Anna mempersiapkan diri untuk menyambut komplotan pengganggu yang baru saja masuk ke dalam gerbong. Mereka datang seperti sekawanan monyet kelaparan yang masuk ke dalam rumah tanpa permisi.
Suara orang berkelahi terdengar. Dua pengawal yang sedang berjaga di luar gerbong tak berdaya ketika komplotan itu datang. Dalam sekali serang, keduanya terlempar hingga jatuh ke tanah. Mereka terlempar dari atas gerbong hingga tersungkur di bebatuan yang berfungsi sebagai peredam getaran.
Anna masih sulit mengerti kenapa pengawal itu begitu tidak berdaya. Mereka dibayar mahal untuk memberikan keamanan pada rombongan Tuan Eickman. Tapi, mereka hanya berfungsi sebagai "pajangan" untuk dipamerkan kepada penumpang lain.
Ketika pintu gerbong dibuka, tampaklah sekawanan orang-orang bertopeng masuk satu per satu.

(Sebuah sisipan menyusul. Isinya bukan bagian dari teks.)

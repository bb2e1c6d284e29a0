use config::{Config, Environment, File};
use serde::Deserialize;
use std::path::PathBuf;
use std::time::Duration;

use crate::{Result, DEFAULT_IMAGE, DEFAULT_SPACE};

/// Prefix of the environment variables read by [`SandboxaiConfig::load`].
pub const ENV_PREFIX: &str = "SANDBOXAI";

#[derive(Debug, Deserialize, Clone)]
#[serde(default)]
pub struct SandboxaiConfig {
    /// Address of an already running sandbox service, e.g. `http://localhost:5266/v1`.
    pub base_url: Option<String>,
    pub space: String,
    pub image: String,
    pub client: ClientConfig,
    pub embedded: EmbeddedConfig,
}

#[derive(Debug, Deserialize, Clone)]
#[serde(default)]
pub struct ClientConfig {
    /// Per-request timeout. `None` leaves requests unbounded, since cells may run for a long time.
    pub request_timeout_secs: Option<u64>,
    pub connect_timeout_secs: u64,
    pub health_poll_interval_ms: u64,
}

#[derive(Debug, Deserialize, Clone)]
#[serde(default)]
pub struct EmbeddedConfig {
    /// Path of the `sandboxaid` binary. Looked up next to the current executable when unset.
    pub server_binary: Option<PathBuf>,
    /// Container runtime that must be on `PATH` before the server is launched.
    pub container_runtime: String,
    pub handshake_timeout_secs: u64,
    pub stop_timeout_secs: u64,
    pub log_join_timeout_secs: u64,
    /// Image the server falls back to when a create request leaves it empty.
    pub default_image: Option<String>,
}

impl SandboxaiConfig {
    /// Load from `sandboxai.{toml,yaml,json}` (optional) and `SANDBOXAI__*` variables.
    pub fn load() -> Result<Self> {
        let s = Config::builder()
            .add_source(File::with_name("sandboxai").required(false))
            // Map SANDBOXAI__EMBEDDED__CONTAINER_RUNTIME=podman to embedded.container_runtime
            .add_source(
                Environment::with_prefix(ENV_PREFIX)
                    .separator("__")
                    .try_parsing(true),
            )
            .build()?;

        Ok(s.try_deserialize()?)
    }

    /// Load from an explicit set of variables instead of the process environment.
    pub fn load_from_vars<I>(vars: I) -> Result<Self>
    where
        I: IntoIterator<Item = (String, String)>,
    {
        let vars: config::Map<String, String> = vars.into_iter().collect();
        let s = Config::builder()
            .add_source(
                Environment::with_prefix(ENV_PREFIX)
                    .separator("__")
                    .try_parsing(true)
                    .source(Some(vars)),
            )
            .build()?;

        Ok(s.try_deserialize()?)
    }
}

impl ClientConfig {
    pub fn request_timeout(&self) -> Option<Duration> {
        self.request_timeout_secs.map(Duration::from_secs)
    }

    pub fn connect_timeout(&self) -> Duration {
        Duration::from_secs(self.connect_timeout_secs)
    }

    pub fn health_poll_interval(&self) -> Duration {
        Duration::from_millis(self.health_poll_interval_ms)
    }
}

impl EmbeddedConfig {
    pub fn handshake_timeout(&self) -> Duration {
        Duration::from_secs(self.handshake_timeout_secs)
    }

    pub fn stop_timeout(&self) -> Duration {
        Duration::from_secs(self.stop_timeout_secs)
    }

    pub fn log_join_timeout(&self) -> Duration {
        Duration::from_secs(self.log_join_timeout_secs)
    }

    /// Resolve the server binary path, falling back to the bundled location.
    pub fn resolve_server_binary(&self) -> PathBuf {
        if let Some(path) = &self.server_binary {
            return path.clone();
        }

        let exe_dir = std::env::current_exe()
            .ok()
            .and_then(|exe| exe.parent().map(PathBuf::from))
            .unwrap_or_default();

        let beside = exe_dir.join("sandboxaid");
        if beside.is_file() {
            beside
        } else {
            exe_dir.join("bin").join("sandboxaid")
        }
    }
}

impl Default for SandboxaiConfig {
    fn default() -> Self {
        Self {
            base_url: None,
            space: DEFAULT_SPACE.into(),
            image: DEFAULT_IMAGE.into(),
            client: ClientConfig::default(),
            embedded: EmbeddedConfig::default(),
        }
    }
}

impl Default for ClientConfig {
    fn default() -> Self {
        Self {
            request_timeout_secs: None,
            connect_timeout_secs: 10,
            health_poll_interval_ms: 1000,
        }
    }
}

impl Default for EmbeddedConfig {
    fn default() -> Self {
        Self {
            server_binary: None,
            container_runtime: "docker".into(),
            handshake_timeout_secs: 30,
            stop_timeout_secs: 30,
            log_join_timeout_secs: 10,
            default_image: None,
        }
    }
}

#[cfg(test)]
mod tests {
    use super::*;

    #[test]
    fn test_defaults_from_empty_environment() {
        let config = SandboxaiConfig::load_from_vars(Vec::new()).unwrap();
        assert!(config.base_url.is_none());
        assert_eq!(config.space, "default");
        assert_eq!(config.image, DEFAULT_IMAGE);
        assert_eq!(config.embedded.container_runtime, "docker");
        assert_eq!(config.embedded.stop_timeout(), Duration::from_secs(30));
        assert_eq!(config.embedded.log_join_timeout(), Duration::from_secs(10));
        assert_eq!(config.client.health_poll_interval(), Duration::from_secs(1));
    }

    #[test]
    fn test_nested_overrides() {
        let vars = vec![
            (
                "SANDBOXAI__BASE_URL".to_string(),
                "http://localhost:5266/v1".to_string(),
            ),
            (
                "SANDBOXAI__EMBEDDED__CONTAINER_RUNTIME".to_string(),
                "podman".to_string(),
            ),
            (
                "SANDBOXAI__EMBEDDED__STOP_TIMEOUT_SECS".to_string(),
                "5".to_string(),
            ),
            (
                "SANDBOXAI__CLIENT__REQUEST_TIMEOUT_SECS".to_string(),
                "60".to_string(),
            ),
        ];
        let config = SandboxaiConfig::load_from_vars(vars).unwrap();
        assert_eq!(config.base_url.as_deref(), Some("http://localhost:5266/v1"));
        assert_eq!(config.embedded.container_runtime, "podman");
        assert_eq!(config.embedded.stop_timeout(), Duration::from_secs(5));
        assert_eq!(
            config.client.request_timeout(),
            Some(Duration::from_secs(60))
        );
        // Untouched sections keep their defaults.
        assert_eq!(config.embedded.handshake_timeout_secs, 30);
    }

    #[test]
    fn test_explicit_server_binary_wins() {
        let config = EmbeddedConfig {
            server_binary: Some(PathBuf::from("/opt/sandboxai/sandboxaid")),
            ..Default::default()
        };
        assert_eq!(
            config.resolve_server_binary(),
            PathBuf::from("/opt/sandboxai/sandboxaid")
        );
    }
}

Anna tahu harus melakukan apa.
Dor!
Moncong senapan mengeluarkan sebutir peluru.
"Arghh!"
Satu orang tertembak. Dia jatuh tersungkur. Darah mengalir di lantai.
Namun, mereka tidak sendiri. Temannya berlari ke depan dengan cekatan. Anna tidak bisa mengarahkan senapan dengan tepat. Orang bertopeng itu melemparkan sebuah pisau kecil ke arah lengan Anna.
Untung saja, Tuan Eickman mendorong Anna hingga terjatuh ke samping. Gadis itu selamat dari tusukan pisau. Anna terkaget-kaget. Membutuhkan waktu bagi gadis itu untuk kembali fokus pada pertarungan.
"Kau tidak apa-apa?"
Anna menganggukkan kepala.
Komplotan orang bertopeng itu tidak menghentikan serangan. Tangan mereka cekatan mengayunkan golok ke berbagai arah. Tentu saja Anna dan Tuan Eickman pun tidak kalah sigap menghindar. Senjata penyerang malah terbentur pada kursi.
Lima penumpang lain yang tidak tahu duduk persoalan hanya bisa terdiam. Mereka ketakutan. Tidak ada seorang pun yang berani membantu untuk melindungi Anna dan ayahnya.
"Hei, hentikan!"
Ternyata orang yang ditunggu datang juga. Raden Aditama masuk ke dalam gerbong melalui jendela.
"Kau ke mana saja?"
"Maaf, Tuan. Urusan di luar baru bisa diselesaikan."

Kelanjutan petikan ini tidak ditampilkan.